Preheat the oven to 350 degrees. Lightly grease a cookie sheet. In the bowl of an electric mixer combine the flour, baking soda, salt, white sugar and brown sugar. Mix at medium speed until the ingredients are well combined and evenly distributed. Add the peanut butter, shortening and eggs and mix at medium speed for 2-3 minutes or until well combined and thoroughly blended into a soft dough. Take off pieces of dough and shape them into balls about 1-1/2 inches in diameter. Flatten the balls between you palms. Place the circles on the cookie sheet, leaving some space between the cookies for them to expand. Press each cookie 2 times with the back of the tines of a fork, making a criss-cross pattern. Bake for 16-20 minutes or until lightly browned and crispy. Makes about 100

Rice Krispy Crusted Macaroni and Cheese

"What are you going to be for Hallowe’en?"

It’s the question my granddaughter Nina asked recently as we were walking down the street.

So I said “I’m going as a grandma. And Grandpa is going as a grandpa.”

She thought that answer was so funny she stopped to laugh out loud for a long time. And said “but you are already grandma!”

So I told her that I was going to buy a gray-haired wig and a cane and go trick-or-treating looking like an old, bent-over woman. And I showed her how I would do it and what I would sound like when I said “trick or treat” with my best old-person voice.

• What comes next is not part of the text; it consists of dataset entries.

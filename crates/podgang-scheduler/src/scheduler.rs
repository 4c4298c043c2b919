//! Gang scheduler — the loop that drives groups through the generic
//! scheduler and the binder.
//!
//! The `GangScheduler` repeatedly:
//! - Takes the next group this instance owns from the engine
//! - Pushes it back if not every declared role has been observed yet
//! - Offers its pods in dispatch order to the generic scheduler
//! - Binds placed pods, retrying failed bindings with backoff
//! - Pushes the group back when some pods found no node

use std::sync::Arc;

use tokio::sync::watch;
use tracing::{debug, error, info, warn};

use podgang_core::PodSnapshot;

use crate::backoff::BindRetryQueue;
use crate::engine::SchedulingGroupEngine;
use crate::error::{ScheduleError, SchedulerResult};
use crate::interfaces::{Binder, Binding, GenericScheduler, NodeLister, PodCondition, PodConditionUpdater};

/// Result of one dispatch pass over a group.
#[derive(Debug, Clone, Copy, Default, PartialEq, Eq)]
pub struct DispatchOutcome {
    /// Pods handed to the generic scheduler.
    pub attempted: usize,
    /// Pods whose binding went through.
    pub bound: usize,
    /// Pods no node could take.
    pub unschedulable: usize,
    /// Pods placed but not bound; queued for retry.
    pub bind_failures: usize,
}

impl DispatchOutcome {
    /// Whether the group should be pushed back with a cooldown.
    pub fn needs_push_back(&self) -> bool {
        self.unschedulable > 0
    }
}

/// Drives scheduling groups from the engine to the cluster.
pub struct GangScheduler {
    engine: Arc<SchedulingGroupEngine>,
    algorithm: Arc<dyn GenericScheduler>,
    binder: Arc<dyn Binder>,
    conditions: Option<Arc<dyn PodConditionUpdater>>,
    nodes: Arc<dyn NodeLister>,
    retries: BindRetryQueue,
}

impl GangScheduler {
    /// Create a scheduler offering the engine's own node set.
    pub fn new(
        engine: Arc<SchedulingGroupEngine>,
        algorithm: Arc<dyn GenericScheduler>,
        binder: Arc<dyn Binder>,
    ) -> Self {
        let nodes: Arc<dyn NodeLister> = engine.nodes();
        let retries = BindRetryQueue::new(Arc::clone(&engine));
        Self {
            engine,
            algorithm,
            binder,
            conditions: None,
            nodes,
            retries,
        }
    }

    /// Report unschedulable pods through `updater`.
    pub fn with_condition_updater(mut self, updater: Arc<dyn PodConditionUpdater>) -> Self {
        self.conditions = Some(updater);
        self
    }

    /// Offer nodes from `lister` instead of the engine's node set.
    pub fn with_node_lister(mut self, lister: Arc<dyn NodeLister>) -> Self {
        self.nodes = lister;
        self
    }

    pub fn engine(&self) -> &Arc<SchedulingGroupEngine> {
        &self.engine
    }

    pub fn retries(&self) -> &BindRetryQueue {
        &self.retries
    }

    /// Run until `shutdown` flips to `true` (or its sender goes away).
    ///
    /// On shutdown the engine's queue is closed. A pass already in progress
    /// runs to completion first.
    pub async fn run(&self, mut shutdown: watch::Receiver<bool>) {
        info!(scheduler = %self.engine.scheduler_name(), "gang scheduler started");

        loop {
            if *shutdown.borrow() {
                break;
            }

            let group = tokio::select! {
                next = self.engine.next_scheduling_group() => match next {
                    Some(group) => group,
                    None => break,
                },
                _ = shutdown.changed() => {
                    debug!("scheduling loop shutting down");
                    break;
                }
            };
            let group_id = group.group_id.clone();

            if !group.is_ready() {
                debug!(
                    group = %group_id,
                    observed = group.resources.len(),
                    declared = group.resource_count,
                    "not all roles observed yet, pushing back"
                );
                self.engine.push_back_scheduling_group(&group_id).await;
                continue;
            }

            match self.schedule_group_once(&group_id).await {
                Ok(outcome) if outcome.needs_push_back() => {
                    info!(
                        group = %group_id,
                        bound = outcome.bound,
                        unschedulable = outcome.unschedulable,
                        "group partially scheduled, pushing back"
                    );
                    self.engine.push_back_scheduling_group(&group_id).await;
                }
                Ok(outcome) => {
                    debug!(
                        group = %group_id,
                        attempted = outcome.attempted,
                        bound = outcome.bound,
                        bind_failures = outcome.bind_failures,
                        "dispatch pass finished"
                    );
                }
                Err(e) => error!(group = %group_id, error = %e, "dispatch pass failed"),
            }
        }

        self.engine.shutdown().await;
        info!("gang scheduler stopped");
    }

    /// One dispatch pass over `group_id`'s eligible pods.
    pub async fn schedule_group_once(&self, group_id: &str) -> SchedulerResult<DispatchOutcome> {
        let mut outcome = DispatchOutcome::default();

        let keys = self.engine.order(group_id).await?;
        if keys.is_empty() {
            debug!(group = %group_id, "nothing to dispatch, all pods in flight");
            return Ok(outcome);
        }

        for key in keys {
            let pod = match self.engine.mark_in_flight(group_id, &key).await {
                Ok(pod) => pod,
                Err(e) => {
                    debug!(group = %group_id, pod = %key, reason = %e, "skipping pod");
                    continue;
                }
            };
            outcome.attempted += 1;

            let nodes = self.nodes.list().await;
            let node = match self.algorithm.schedule(&pod, &nodes).await {
                Ok(node) => node,
                Err(e) => {
                    outcome.unschedulable += 1;
                    self.on_unschedulable(group_id, &pod, &e).await;
                    continue;
                }
            };

            let binding = Binding::new(&pod, &node);
            match self.binder.bind(&binding).await {
                Ok(()) => {
                    outcome.bound += 1;
                    self.retries.reset(&key).await;
                    debug!(group = %group_id, pod = %key, %node, "pod bound");
                }
                Err(e) => {
                    outcome.bind_failures += 1;
                    error!(group = %group_id, pod = %key, error = %e, "binding rejected");
                    if !self.retries.submit(group_id, &key).await {
                        // A retry is already pending; make the pod eligible
                        // now rather than leave it in flight.
                        self.engine.retry_pod(group_id, &key).await;
                    }
                }
            }
        }

        Ok(outcome)
    }

    async fn on_unschedulable(&self, group_id: &str, pod: &PodSnapshot, reason: &ScheduleError) {
        let key = pod.key();
        warn!(group = %group_id, pod = %key, %reason, "pod unschedulable");

        if let Err(e) = self.engine.settle(group_id, &key).await {
            error!(group = %group_id, pod = %key, error = %e, "failed to settle pod");
        }

        if let Some(updater) = &self.conditions {
            let condition = PodCondition::unschedulable(&reason.to_string());
            if let Err(e) = updater.update(pod, &condition).await {
                error!(pod = %key, error = %e, "failed to update pod condition");
            }
        }
    }
}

But of course I am not going trick or treating because I am in Egypt. Yes, that’s right. Egypt. Cairo. Tahrir Square, the Pyramids, Sphinx and the whole bit. That’s why I haven’t been blogging as much as usual.

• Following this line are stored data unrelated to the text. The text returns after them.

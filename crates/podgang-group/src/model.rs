//! In-memory model of scheduling groups.
//!
//! A [`SchedulingGroup`] holds one [`ResourceObject`] per role that has been
//! observed so far. Each role keeps the pods still waiting for a node.

use std::collections::HashMap;

use podgang_core::{MiniGroup, PodKey, PodSnapshot};

/// Group scheduling phase.
#[derive(Debug, Clone, Copy, PartialEq, Eq, Default)]
pub enum GroupState {
    #[default]
    Started,
    /// Every observed role drained.
    Success,
    /// Cancelled from outside the engine.
    Failed,
}

/// Phase plus the pods currently handed to the binder.
#[derive(Debug, Clone, Default)]
pub struct SchedulerGroupState {
    pub state: GroupState,
    /// Pods submitted for binding whose outcome has not reached membership yet.
    pub pods_to_bind: HashMap<PodKey, PodSnapshot>,
}

/// Pending pods of a single role.
#[derive(Debug, Clone)]
pub struct ResourceObject {
    pub role: String,
    pub min: u32,
    pub max: u32,
    pub priority: i32,
    pub pending_pods: HashMap<PodKey, PodSnapshot>,
    /// Always equal to `pending_pods.len()`.
    pub pending_pod_count: usize,
}

impl ResourceObject {
    /// Empty role bucket seeded from a pod's group descriptor.
    pub fn from_mini(mini: &MiniGroup) -> Self {
        Self {
            role: mini.role.clone(),
            min: mini.min_replicas,
            max: mini.max_replicas,
            priority: mini.priority,
            pending_pods: HashMap::new(),
            pending_pod_count: 0,
        }
    }

    /// Insert or refresh a pod. Returns `true` only for a new key.
    pub fn insert(&mut self, pod: &PodSnapshot) -> bool {
        let fresh = self.pending_pods.insert(pod.key(), pod.clone()).is_none();
        if fresh {
            self.pending_pod_count += 1;
        }
        fresh
    }

    /// Refresh an already tracked pod. Unknown keys are left alone.
    pub fn replace(&mut self, pod: &PodSnapshot) -> bool {
        match self.pending_pods.get_mut(&pod.key()) {
            Some(stored) => {
                *stored = pod.clone();
                true
            }
            None => false,
        }
    }

    /// Drop a pod. The counter only moves on a confirmed deletion.
    pub fn remove(&mut self, key: &str) -> bool {
        if self.pending_pods.remove(key).is_some() {
            self.pending_pod_count = self.pending_pod_count.saturating_sub(1);
            true
        } else {
            false
        }
    }

    pub fn is_drained(&self) -> bool {
        self.pending_pod_count == 0
    }

    /// Pods emitted per round; never below one.
    pub fn weight(&self) -> usize {
        self.priority.max(1) as usize
    }
}

/// A named set of pods scheduled together.
#[derive(Debug, Clone)]
pub struct SchedulingGroup {
    pub group_id: String,
    /// Number of distinct roles the group declares.
    pub resource_count: usize,
    /// Role buckets in the order they were first observed.
    pub resources: Vec<ResourceObject>,
    pub status: SchedulerGroupState,
    /// Owning scheduler; empty means any.
    pub scheduler_name: String,
}

impl SchedulingGroup {
    /// New group with no role buckets yet.
    pub fn from_mini(mini: &MiniGroup, scheduler_name: &str) -> Self {
        Self {
            group_id: mini.group.clone(),
            resource_count: mini.role_count.max(1) as usize,
            resources: Vec::new(),
            status: SchedulerGroupState::default(),
            scheduler_name: scheduler_name.to_string(),
        }
    }

    pub fn state(&self) -> GroupState {
        self.status.state
    }

    pub fn resource(&self, role: &str) -> Option<&ResourceObject> {
        self.resources.iter().find(|r| r.role == role)
    }

    pub fn resource_mut(&mut self, role: &str) -> Option<&mut ResourceObject> {
        self.resources.iter_mut().find(|r| r.role == role)
    }

    /// Pending pods across all roles.
    pub fn pending_pod_count(&self) -> usize {
        self.resources.iter().map(|r| r.pending_pod_count).sum()
    }

    /// Find a pending pod in any role.
    pub fn pending_pod(&self, key: &str) -> Option<&PodSnapshot> {
        self.resources.iter().find_map(|r| r.pending_pods.get(key))
    }

    pub fn is_pending(&self, key: &str) -> bool {
        self.pending_pod(key).is_some()
    }

    /// All declared roles have shown up at least once.
    pub fn is_ready(&self) -> bool {
        self.resources.len() >= self.resource_count
    }

    /// Record that `key` was handed to the binder. Only pending pods qualify.
    pub fn mark_in_flight(&mut self, key: &str) -> bool {
        let Some(pod) = self.pending_pod(key).cloned() else {
            return false;
        };
        self.status.pods_to_bind.insert(key.to_string(), pod);
        true
    }

    /// Forget the bind attempt for `key`.
    pub fn settle(&mut self, key: &str) -> bool {
        self.status.pods_to_bind.remove(key).is_some()
    }

    pub fn is_in_flight(&self, key: &str) -> bool {
        self.status.pods_to_bind.contains_key(key)
    }

    pub fn in_flight_count(&self) -> usize {
        self.status.pods_to_bind.len()
    }
}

But I also just learned that our group, which has 9 women, will be having an early Halloween and we will be wearing gulabyas (Egyptian dresses) so I guess I will be in costume after all.

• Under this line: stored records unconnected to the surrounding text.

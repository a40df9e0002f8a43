use std::ffi::OsString;

fn main() {
    let args: Vec<OsString> = std::env::args_os().collect();
    if let Err(err) = ticklist_core::run(args) {
        eprintln!("error: {err:#}");
        std::process::exit(1);
    }
}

When my neighbors at home come to my door on the real Halloween and they realize I am not home I hope they don’t vandalize the place too much. One year our doors got sprayed with that stuff that comes flying out of a can like neon colored string and we had to have everything painted because the string didn’t come off.

It’s been years since I went trick-or-treating with my children. They are grown and go trick-or-treating with their own kids now. But I remember that Halloween night was always the turning point for the weather. It was always cold and frequently rainy on that night (why couldn’t nature wait one more day???)

So there was always something warm and delicious when we got home. Like soup or Mac and Cheese and certainly hot chocolate with marshmallows.

If you go trick-or-treating and need some warm nourishment afterwards, before the candy gobbling, try Macaroni and Cheese. I would give a nourishing and warm Egyptian recipe but —- more on that some other day. Here’s a good recipe for Macaroni and Cheese.

Macaroni and Cheese

  • 8 ounces elbow macaroni
  • 2 tablespoons butter
  • 3 tablespoons all-purpose flour
  • 2 cups whole milk
  • 1/2 teaspoon salt
  • few grindings of nutmeg
  • 4 ounces American cheese, cut into small pieces
  • 4 ounces cheddar cheese, grated or chopped
  • 1 cup Rice Krispies cereal (or similar), optional
  • 2 tablespoons melted butter, optional

Preheat the oven to 350 degrees. Cook the macaroni until it is al dente. Drain and set aside. In a saucepan, melt the two tablespoons of butter over medium heat. When the butter has melted and looks foamy, add the flour and stir it into the melted butter using a whisk. Cook for about a minute. Gradually add the milk, whisking constantly to form a smooth sauce. Add the salt, nutmeg, American cheese and cheddar cheese and stir until the sauce is smooth and thick. Stir in the macaroni and coat all the pieces. Spoon the macaroni into a baking dish. If you like a top crust, mix the cereal and melted butter and sprinkle on top of the macaroni. Bake for 12-15 minutes or until the cereal is browned and crispy.